Jaime Colomé

Personal information
- Full name: Jaime Colomé Valencia
- Date of birth: June 30, 1979 (age 47)
- Place of birth: Havana, Cuba
- Height: 1.73 m (5 ft 8 in)
- Position: Midfielder

Senior career*
- Years: Team / Apps / (Gls)
- 2000–2015: Ciudad de la Habana
- 2016–2017: Parham

International career^{‡}
- 2002–2013: Cuba / 82 / (11)

= Jaime Colomé =

Cuban footballer (born 1979)

Jaime Colomé Valencia (born June 30, 1979 in Havana) is a Cuban retired footballer.

==Club career==
Colomé played most of his career as a midfielder for Ciudad La Habana. He played the 2016/17 season at Parham in Antigua and Barbuda alongside compatriots Odelin Molina and Hensy Muñoz and brother Yoel Colomé.

==International career==
A national team stalwart for over 12 years, Colomé made his debut for Cuba in a November 2002 Gold Cup qualification match against the Cayman Islands. He was a squad member at the 2003, 2005 and 2007 Gold Cup Finals. He has earned a total of 82 caps, scoring 11 goals and represented his country in 13 FIFA World Cup qualifying matches.

His final international was a July 2013 CONCACAF Gold Cup match against Panama.

===International goals===
Scores and results list Cuba's goal tally first.

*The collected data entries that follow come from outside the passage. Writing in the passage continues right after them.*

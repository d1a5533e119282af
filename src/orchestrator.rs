//! Orchestration engine: the end-to-end request lifecycle.
//!
//! Composes the conversation window, budget governor, semantic cache,
//! routing policy, and registered providers into one pipeline:
//!
//! ```text
//! request → cache probe → conversation append → route → budget check
//!         → execute-with-fallback (failover × retry)
//!         → optional tool-call round → conversation commit
//!         → cache store → usage record → analytics append
//! ```
//!
//! Provider trials are strictly sequential. One orchestrator instance
//! assumes a single logical caller; concurrent callers must serialize
//! externally.

use async_stream::try_stream;
use futures::stream::BoxStream;
use futures::StreamExt;
use serde::Serialize;
use std::sync::Arc;

use crate::budget::{BudgetConfig, BudgetGovernor, BudgetUsage};
use crate::cache::{CacheConfig, CacheStats, Embedder, SemanticCache};
use crate::conversation::{Conversation, ConversationConfig, ConversationStats, WindowAdvice};
use crate::error::OrchestratorError;
use crate::provider::{ChatResponse, GenerationParams, Provider, Role, WireMessage};
use crate::routing;
use crate::tools::ToolRegistry;

/// Priority assigned by [`Orchestrator::register`] when none is given.
pub const DEFAULT_PRIORITY: i32 = 99;

/// One registered provider: adapter handle, priority, call counters.
struct ProviderSlot {
    provider: Arc<dyn Provider>,
    priority: i32,
    attempts: u64,
    successes: u64,
    failures: u64,
}

/// Per-provider counters exposed in the analytics snapshot.
#[derive(Debug, Clone, Serialize)]
pub struct ProviderStats {
    pub name: String,
    pub priority: i32,
    pub attempts: u64,
    pub successes: u64,
    pub failures: u64,
}

/// Immutable analytics entry for one completed request.
#[derive(Debug, Clone, Serialize)]
pub struct RequestRecord {
    pub prompt: String,
    pub model: String,
    pub provider: String,
    pub tokens: u32,
    pub cached: bool,
}

/// Options for a single [`Orchestrator::chat`] call.
#[derive(Debug, Clone)]
pub struct ChatRequest {
    /// Explicit model; routed from the prompt when absent.
    pub model: Option<String>,
    pub use_conversation: bool,
    pub use_cache: bool,
    pub use_tools: bool,
    /// Attempts per provider before failing over. No backoff: a retry
    /// fires immediately.
    pub max_retries: u32,
}

impl Default for ChatRequest {
    fn default() -> Self {
        Self {
            model: None,
            use_conversation: true,
            use_cache: true,
            use_tools: false,
            max_retries: 3,
        }
    }
}

/// Point-in-time view over everything the engine tracks.
#[derive(Debug, Clone, Serialize)]
pub struct Analytics {
    pub total_requests: usize,
    pub providers: Vec<ProviderStats>,
    pub budget: BudgetUsage,
    pub cache: CacheStats,
    pub conversation: ConversationStats,
    pub tools: Vec<String>,
}

/// Multi-provider chat orchestrator with failover, budget governance,
/// semantic caching, and bounded conversation memory.
pub struct Orchestrator {
    providers: Vec<ProviderSlot>,
    budget: BudgetGovernor,
    cache: SemanticCache,
    conversation: Conversation,
    tools: ToolRegistry,
    history: Vec<RequestRecord>,
}

impl Orchestrator {
    /// Default configuration, no embedding capability: the semantic cache
    /// runs disabled until one is supplied via [`Self::with_config`].
    pub fn new() -> Self {
        Self::with_config(
            BudgetConfig::default(),
            ConversationConfig::default(),
            CacheConfig::default(),
            None,
        )
    }

    pub fn with_config(
        budget: BudgetConfig,
        conversation: ConversationConfig,
        cache: CacheConfig,
        embedder: Option<Arc<dyn Embedder>>,
    ) -> Self {
        tracing::info!("orchestrator initialized");
        Self {
            providers: Vec::new(),
            budget: BudgetGovernor::new(budget),
            cache: SemanticCache::new(cache, embedder),
            conversation: Conversation::new(conversation),
            tools: ToolRegistry::new(),
            history: Vec::new(),
        }
    }

    /// Register a provider at [`DEFAULT_PRIORITY`].
    pub fn register(&mut self, provider: Arc<dyn Provider>) {
        self.register_with_priority(provider, DEFAULT_PRIORITY);
    }

    /// Register a provider; lower priority is tried first. Re-registering
    /// an existing name updates its handle and priority but keeps its
    /// counters.
    pub fn register_with_priority(&mut self, provider: Arc<dyn Provider>, priority: i32) {
        tracing::info!("registered provider {} (priority {})", provider.name(), priority);
        if let Some(slot) = self
            .providers
            .iter_mut()
            .find(|s| s.provider.name() == provider.name())
        {
            slot.provider = provider;
            slot.priority = priority;
        } else {
            self.providers.push(ProviderSlot {
                provider,
                priority,
                attempts: 0,
                successes: 0,
                failures: 0,
            });
        }
        self.providers.sort_by_key(|s| s.priority);
    }

    /// Registry of tools available for call resolution.
    pub fn tools_mut(&mut self) -> &mut ToolRegistry {
        &mut self.tools
    }

    /// Execute one chat request through the full pipeline.
    pub async fn chat(
        &mut self,
        prompt: &str,
        request: ChatRequest,
    ) -> Result<ChatResponse, OrchestratorError> {
        // Cache probe: a hit short-circuits the whole pipeline.
        if request.use_cache {
            if let Some(cached) = self.cache.get(prompt).await {
                return Ok(ChatResponse {
                    content: cached,
                    model: "cached".to_string(),
                    provider: "cache".to_string(),
                    tokens_used: 0,
                    cached: true,
                    tool_calls: None,
                });
            }
        }

        // Context prep. The user message is committed here; a downstream
        // failure does not roll it back.
        let messages = if request.use_conversation {
            if self.conversation.push(Role::User, prompt, None) == WindowAdvice::SummarizeSuggested
            {
                tracing::info!("conversation window near capacity, summarization advised");
            }
            self.conversation.to_wire()
        } else {
            vec![WireMessage::user(prompt)]
        };

        let model = request
            .model
            .clone()
            .unwrap_or_else(|| routing::route(prompt).to_string());

        let estimated = estimate_tokens(prompt);
        self.budget.check(estimated, &model)?;

        let mut params = GenerationParams::new(model.clone());
        if request.use_tools && !self.tools.is_empty() {
            params.tools = Some(self.tools.specs());
        }

        let mut response = self
            .execute_with_fallback(&messages, &params, request.max_retries)
            .await?;

        // At most one tool-call resolution round; no recursive chaining.
        if !self.tools.is_empty() {
            if let Some(calls) = response.tool_calls.clone().filter(|c| !c.is_empty()) {
                let mut results = Vec::with_capacity(calls.len());
                for call in &calls {
                    results.push(self.tools.execute(call).await?);
                }
                let serialized = serde_json::to_string(&results)
                    .unwrap_or_else(|_| "[]".to_string());
                self.conversation
                    .push(Role::Assistant, response.content.clone(), None);
                self.conversation
                    .push(Role::System, format!("Tool result: {serialized}"), None);
                let messages = self.conversation.to_wire();
                response = self
                    .execute_with_fallback(&messages, &params, request.max_retries)
                    .await?;
            }
        }

        if request.use_conversation {
            self.conversation
                .push(Role::Assistant, response.content.clone(), Some(response.tokens_used));
        }

        if request.use_cache && !response.cached {
            self.cache.put(prompt, &response.content).await;
        }

        self.budget.record(u64::from(response.tokens_used), &model);

        self.history.push(RequestRecord {
            prompt: prompt.to_string(),
            model,
            provider: response.provider.clone(),
            tokens: response.tokens_used,
            cached: response.cached,
        });

        Ok(response)
    }

    /// Try providers in priority order, up to `max_retries` immediate
    /// attempts each, returning the first success.
    ///
    /// Unavailable providers are skipped without consuming attempts.
    /// Transient errors are absorbed here and only convert to
    /// [`OrchestratorError::AllProvidersFailed`] once the list is
    /// exhausted.
    pub async fn execute_with_fallback(
        &mut self,
        messages: &[WireMessage],
        params: &GenerationParams,
        max_retries: u32,
    ) -> Result<ChatResponse, OrchestratorError> {
        if self.providers.is_empty() {
            return Err(OrchestratorError::NoProvidersRegistered);
        }

        for slot in &mut self.providers {
            let name = slot.provider.name().to_string();

            if !slot.provider.is_available().await {
                tracing::warn!("{} unavailable, skipping", name);
                continue;
            }

            for attempt in 1..=max_retries {
                slot.attempts += 1;
                tracing::debug!("attempt {}/{} with {}", attempt, max_retries, name);

                match slot.provider.chat(messages, params).await {
                    Ok(response) => {
                        slot.successes += 1;
                        tracing::info!("{} succeeded on attempt {}", name, attempt);
                        return Ok(response);
                    }
                    Err(e) => {
                        slot.failures += 1;
                        tracing::warn!("{} failed on attempt {}: {}", name, attempt, e);
                    }
                }
            }
            tracing::error!("{} exhausted after {} attempts, failing over", name, max_retries);
        }

        Err(OrchestratorError::AllProvidersFailed)
    }

    /// Streaming chat: fragments are forwarded to the caller as they
    /// arrive while the full text accumulates for the context commit.
    ///
    /// Providers are tried in priority order without a retry budget. A
    /// mid-stream failure abandons that provider — fragments already
    /// delivered are not retracted — and restarts from the next one. The
    /// stream ends with `AllProvidersFailed` only once every provider has
    /// been tried.
    pub fn chat_stream(
        &mut self,
        prompt: &str,
        model: Option<String>,
        use_conversation: bool,
    ) -> BoxStream<'_, Result<String, OrchestratorError>> {
        let prompt = prompt.to_string();
        Box::pin(try_stream! {
            let messages = if use_conversation {
                self.conversation.push(Role::User, prompt.clone(), None);
                self.conversation.to_wire()
            } else {
                vec![WireMessage::user(prompt.clone())]
            };

            let model = model.unwrap_or_else(|| routing::route(&prompt).to_string());
            let params = GenerationParams::new(model);

            let mut succeeded = false;
            for idx in 0..self.providers.len() {
                let provider = self.providers[idx].provider.clone();
                let name = provider.name().to_string();

                if !provider.is_available().await {
                    tracing::warn!("{} unavailable, skipping", name);
                    continue;
                }

                let mut fragments = match provider.stream(&messages, &params).await {
                    Ok(s) => s,
                    Err(e) => {
                        tracing::warn!("{} failed to open stream: {}", name, e);
                        continue;
                    }
                };

                let mut accumulated = String::new();
                let mut failed = false;
                while let Some(fragment) = fragments.next().await {
                    match fragment {
                        Ok(text) => {
                            accumulated.push_str(&text);
                            yield text;
                        }
                        Err(e) => {
                            tracing::warn!("{} failed mid-stream: {}", name, e);
                            failed = true;
                            break;
                        }
                    }
                }

                if !failed {
                    if use_conversation {
                        self.conversation.push(Role::Assistant, accumulated, None);
                    }
                    succeeded = true;
                    break;
                }
                // Delivered fragments stand; restart from the next provider.
            }

            if !succeeded {
                Err(OrchestratorError::AllProvidersFailed)?;
            }
        })
    }

    /// Snapshot of counters, budget usage, cache and conversation state.
    pub fn analytics(&self) -> Analytics {
        Analytics {
            total_requests: self.history.len(),
            providers: self
                .providers
                .iter()
                .map(|s| ProviderStats {
                    name: s.provider.name().to_string(),
                    priority: s.priority,
                    attempts: s.attempts,
                    successes: s.successes,
                    failures: s.failures,
                })
                .collect(),
            budget: self.budget.usage(),
            cache: self.cache.stats(),
            conversation: self.conversation.stats(),
            tools: self.tools.names(),
        }
    }

    /// Completed-request records, oldest first.
    pub fn request_history(&self) -> &[RequestRecord] {
        &self.history
    }

    pub fn conversation(&self) -> &Conversation {
        &self.conversation
    }

    pub fn reset_conversation(&mut self) {
        self.conversation.clear();
    }

    /// Prepend a system prompt to the conversation window.
    pub fn set_system_prompt(&mut self, text: impl Into<String>) {
        self.conversation.insert_system_prompt(text);
    }
}

impl Default for Orchestrator {
    fn default() -> Self {
        Self::new()
    }
}

/// Rough token estimate for budget pre-checks: twice the word count.
/// Actual consumption comes back from the provider and is what gets
/// recorded.
fn estimate_tokens(prompt: &str) -> u64 {
    prompt.split_whitespace().count() as u64 * 2
}
//! Backend provider contract and chat wire types.
//!
//! Providers are interchangeable: the orchestrator only ever holds
//! `Arc<dyn Provider>` values and drives failover across them in priority
//! order. One implementation ships in-tree, [`OpenAiCompatProvider`],
//! which covers any endpoint speaking the OpenAI chat-completions
//! protocol (OpenAI, DeepSeek, most proxies).

mod openai_compat;

pub use openai_compat::{OpenAiCompatProvider, ProviderConfig};

use async_trait::async_trait;
use chrono::{DateTime, Utc};
use futures::stream::BoxStream;
use serde::{Deserialize, Serialize};

use crate::error::ProviderError;

/// Role in a chat conversation.
#[derive(Debug, Clone, Copy, PartialEq, Eq, Serialize, Deserialize)]
#[serde(rename_all = "lowercase")]
pub enum Role {
    System,
    User,
    Assistant,
}

impl std::fmt::Display for Role {
    fn fmt(&self, f: &mut std::fmt::Formatter<'_>) -> std::fmt::Result {
        match self {
            Self::System => write!(f, "system"),
            Self::User => write!(f, "user"),
            Self::Assistant => write!(f, "assistant"),
        }
    }
}

/// A message retained in conversation history.
///
/// Immutable once created; owned by the conversation window that holds it.
/// The token count is a caller-supplied estimate and is never recomputed.
#[derive(Debug, Clone, Serialize, Deserialize)]
pub struct Message {
    pub role: Role,
    pub content: String,
    pub timestamp: DateTime<Utc>,
    #[serde(skip_serializing_if = "Option::is_none")]
    pub tokens: Option<u32>,
}

impl Message {
    /// Create a message without a token count.
    pub fn new(role: Role, content: impl Into<String>) -> Self {
        Self {
            role,
            content: content.into(),
            timestamp: Utc::now(),
            tokens: None,
        }
    }

    /// Create a message carrying a caller-supplied token estimate.
    pub fn with_tokens(role: Role, content: impl Into<String>, tokens: u32) -> Self {
        Self {
            role,
            content: content.into(),
            timestamp: Utc::now(),
            tokens: Some(tokens),
        }
    }
}

/// The `{role, content}` projection actually transmitted to a backend.
///
/// Timestamps and token metadata never leave the process.
#[derive(Debug, Clone, Serialize, Deserialize)]
pub struct WireMessage {
    pub role: Role,
    pub content: String,
}

impl WireMessage {
    /// Create a single user message, for calls that bypass the
    /// conversation window.
    pub fn user(content: impl Into<String>) -> Self {
        Self {
            role: Role::User,
            content: content.into(),
        }
    }
}

/// Sampling and tool parameters for one completion call.
#[derive(Debug, Clone)]
pub struct GenerationParams {
    pub model: String,
    pub max_tokens: u32,
    pub temperature: f64,
    /// Tool definitions advertised to the model, when function calling is
    /// enabled for the request.
    pub tools: Option<Vec<ToolSpec>>,
}

impl GenerationParams {
    pub fn new(model: impl Into<String>) -> Self {
        Self {
            model: model.into(),
            max_tokens: 1000,
            temperature: 0.7,
            tools: None,
        }
    }
}

/// Tool definition advertised to the model.
#[derive(Debug, Clone, Serialize, Deserialize)]
pub struct ToolSpec {
    pub name: String,
    pub description: String,
    /// JSON schema of the arguments object.
    pub parameters: serde_json::Value,
}

/// A tool invocation requested by the model.
#[derive(Debug, Clone, Serialize, Deserialize)]
pub struct ToolCallRequest {
    pub name: String,
    pub arguments: serde_json::Value,
}

/// Response from a completed chat call.
#[derive(Debug, Clone, Serialize, Deserialize)]
pub struct ChatResponse {
    pub content: String,
    pub model: String,
    pub provider: String,
    pub tokens_used: u32,
    pub cached: bool,
    #[serde(skip_serializing_if = "Option::is_none")]
    pub tool_calls: Option<Vec<ToolCallRequest>>,
}

/// Lazy sequence of text fragments from a streaming call.
///
/// Finite and not restartable: it terminates normally at call completion
/// or fails mid-sequence with a [`ProviderError`].
pub type ChatStream = BoxStream<'static, Result<String, ProviderError>>;

/// Contract every backend must satisfy.
#[async_trait]
pub trait Provider: Send + Sync {
    /// Stable provider name used in stats and logs.
    fn name(&self) -> &str;

    /// Execute a chat completion.
    async fn chat(
        &self,
        messages: &[WireMessage],
        params: &GenerationParams,
    ) -> Result<ChatResponse, ProviderError>;

    /// Execute a streaming chat completion.
    ///
    /// The returned stream is consumed once; a mid-stream failure means
    /// the caller restarts from scratch on another provider.
    async fn stream(
        &self,
        messages: &[WireMessage],
        params: &GenerationParams,
    ) -> Result<ChatStream, ProviderError>;

    /// Cheap liveness probe. Must never fail: implementations suppress
    /// internal faults and report `false` instead.
    async fn is_available(&self) -> bool {
        true
    }
}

| Number | Date | Venue | Opponent | Score | Result | Competition |
|---|---|---|---|---|---|---|
| 1 | March 18, 2004 | Estadio Pedro Marrero, Havana, Cuba | Panama | 1-0 | 3-0 | Friendly match |
| 2 | September 4, 2006 | Estadio Pedro Marrero, Havana, Cuba | Bahamas | 2-0 | 6-0 | 2007 Caribbean Cup |
| 3 | September 6, 2006 | Estadio Pedro Marrero, Havana, Cuba | Cayman Islands | 6-0 | 7-0 | 2007 Caribbean Cup |
| 4 | November 10, 2006 | Stade d'Honneur de Dillon, Fort-de-France, Martinique | Suriname | 3-0 | 3-1 | 2007 Caribbean Cup |
| 5 | June 10, 2007 | Giants Stadium, East Rutherford, United States | Panama | 1-1 | 2-2 | 2007 CONCACAF Gold Cup |
| 6 | 17 June 2008 | Sir Vivian Richards Stadium, St. John's, Antigua and Barbuda | Antigua and Barbuda | 1-1 | 4-3 | 2010 FIFA World Cup qualification |
| 7 | 17 June 2008 | Sir Vivian Richards Stadium, St. John's, Antigua and Barbuda | Antigua and Barbuda | 3-2 | 4-3 | 2010 FIFA World Cup qualification |
| 8 | October 15, 2008 | Estadio Pedro Marrero, Havana, Cuba | Guatemala | 1-0 | 2-1 | 2010 FIFA World Cup Qualification |
| 9 | 23 October 2008 | Estadio Pedro Marrero, Havana, Cuba | Netherlands Antilles | 5-1 | 7-1 | 2008 Caribbean Cup qualification |
| 10 | 6 December 2008 | Greenfield Stadium, Trelawny, Jamaica | Antigua and Barbuda | 3–0 | 3–0 | 2008 Caribbean Cup |
| 11 | 26 November 2010 | Stade Pierre-Aliker, Fort-de-France, Martinique | Trinidad and Tobago | 1-0 | 2-0 | 2010 Caribbean Cup |

==Personal life==
His brother Yoel also played for the national team.